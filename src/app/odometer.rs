use std::collections::VecDeque;
use std::fmt;
use std::time::{SystemTime, UNIX_EPOCH};

use crate::config::types::{LastKnown, ScanMode};
use crate::device::manager::EventEnvelope;
use crate::device::protocol::{InvalidReason, Reading};
use crate::device::types::DeviceEvent;

/// How many diagnostic messages are kept.
pub const MESSAGE_HISTORY: usize = 10;

pub fn whole_meters(millimeters: u64) -> u64 {
    millimeters / 1000
}

pub fn millimeter_remainder(millimeters: u64) -> u64 {
    millimeters % 1000
}

pub fn format_distance(millimeters: u64) -> String {
    format!("{} m {:03} mm", whole_meters(millimeters), millimeter_remainder(millimeters))
}

#[derive(Debug, Clone, Copy, PartialEq, Eq)]
pub enum LinkStatus {
    Scanning,
    Connected,
    NotConnected,
}

impl fmt::Display for LinkStatus {
    fn fmt(&self, f: &mut fmt::Formatter<'_>) -> fmt::Result {
        let result = match self {
            LinkStatus::Scanning => "scanning",
            LinkStatus::Connected => "connected",
            LinkStatus::NotConnected => "not connected",
        };

        write!(f, "{}", result)
    }
}

/// What the consumer knows about the device, built from the events of the session manager.
#[derive(Debug, Clone)]
pub struct Odometer {
    pub distance_mm: u64,
    pub updated_at: Option<SystemTime>,
    pub scan_mode: ScanMode,
    pub device_label: Option<String>,
    pub status: LinkStatus,
    messages: VecDeque<String>,
    // (generation, sequence) of the newest envelope applied
    newest: Option<(u64, u64)>,
}

impl Odometer {
    pub fn from_last_known(last: &LastKnown) -> Self {
        Odometer {
            distance_mm: last.distance_mm,
            updated_at: last.updated_at(),
            scan_mode: last.scan_mode,
            device_label: last.device_label.clone(),
            status: LinkStatus::NotConnected,
            messages: VecDeque::new(),
            newest: None,
        }
    }

    pub fn to_last_known(&self) -> LastKnown {
        let updated_at_ms = self.updated_at
            .and_then(|time| time.duration_since(UNIX_EPOCH).ok())
            .map(|duration| duration.as_millis() as u64)
            .unwrap_or(0);

        LastKnown {
            distance_mm: self.distance_mm,
            updated_at_ms,
            scan_mode: self.scan_mode,
            device_label: self.device_label.clone(),
        }
    }

    /// A different scan mode means a different device, so the stored distance no longer applies.
    pub fn switch_mode(&mut self, scan_mode: ScanMode) {
        if self.scan_mode != scan_mode {
            self.scan_mode = scan_mode;
            self.distance_mm = 0;
            self.updated_at = None;
        }
    }

    pub fn messages(&self) -> impl Iterator<Item = &String> {
        self.messages.iter()
    }

    fn push_message(&mut self, message: String) {
        if self.messages.len() == MESSAGE_HISTORY {
            self.messages.pop_front();
        }
        self.messages.push_back(message);
    }

    fn apply_reading(&mut self, reading: &Reading, received_at: SystemTime) {
        match reading {
            Reading::Distance(millimeters) => {
                self.distance_mm = *millimeters;
                self.updated_at = Some(received_at);
            },
            Reading::Message(text) => self.push_message(text.clone()),
            Reading::Invalid { raw, reason } => {
                let content: String = raw.chars().skip(1).collect();
                let message = match reason {
                    InvalidReason::Empty => format!("Invalid message:{}", raw),
                    InvalidReason::NotANumber => format!("Not a number >>>{}<<<", content),
                    InvalidReason::UnknownType => format!("Unknown value:{}", content),
                };
                self.push_message(message);
            },
        }
    }

    /// Applies an envelope unless it is older than one already applied. Returns whether it was
    /// applied.
    pub fn apply(&mut self, envelope: &EventEnvelope) -> bool {
        let position = (envelope.generation, envelope.sequence);
        if self.newest.is_some_and(|newest| position <= newest) {
            return false;
        }
        self.newest = Some(position);

        match &envelope.event {
            DeviceEvent::Scanning => self.status = LinkStatus::Scanning,
            DeviceEvent::Connected { label } => {
                self.status = LinkStatus::Connected;
                self.device_label = Some(label.clone());
            },
            DeviceEvent::NotConnected { .. } => self.status = LinkStatus::NotConnected,
            DeviceEvent::ValueAvailable { reading, received_at } => self.apply_reading(reading, *received_at),
        }
        true
    }
}

impl fmt::Display for Odometer {
    fn fmt(&self, f: &mut fmt::Formatter<'_>) -> fmt::Result {
        write!(
            f,
            "{} [{} {}] {}",
            format_distance(self.distance_mm),
            self.scan_mode,
            self.device_label.as_deref().unwrap_or("-"),
            self.status,
        )?;

        if let Some(updated_at) = self.updated_at {
            write!(f, " (updated {})", humantime::format_rfc3339_seconds(updated_at))?;
        }
        Ok(())
    }
}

####################

Each line above that holds the string "Debug" should be copied and shown.

[Result]
#[derive(Debug, Clone, Copy, PartialEq, Eq)]
#[derive(Debug, Clone)]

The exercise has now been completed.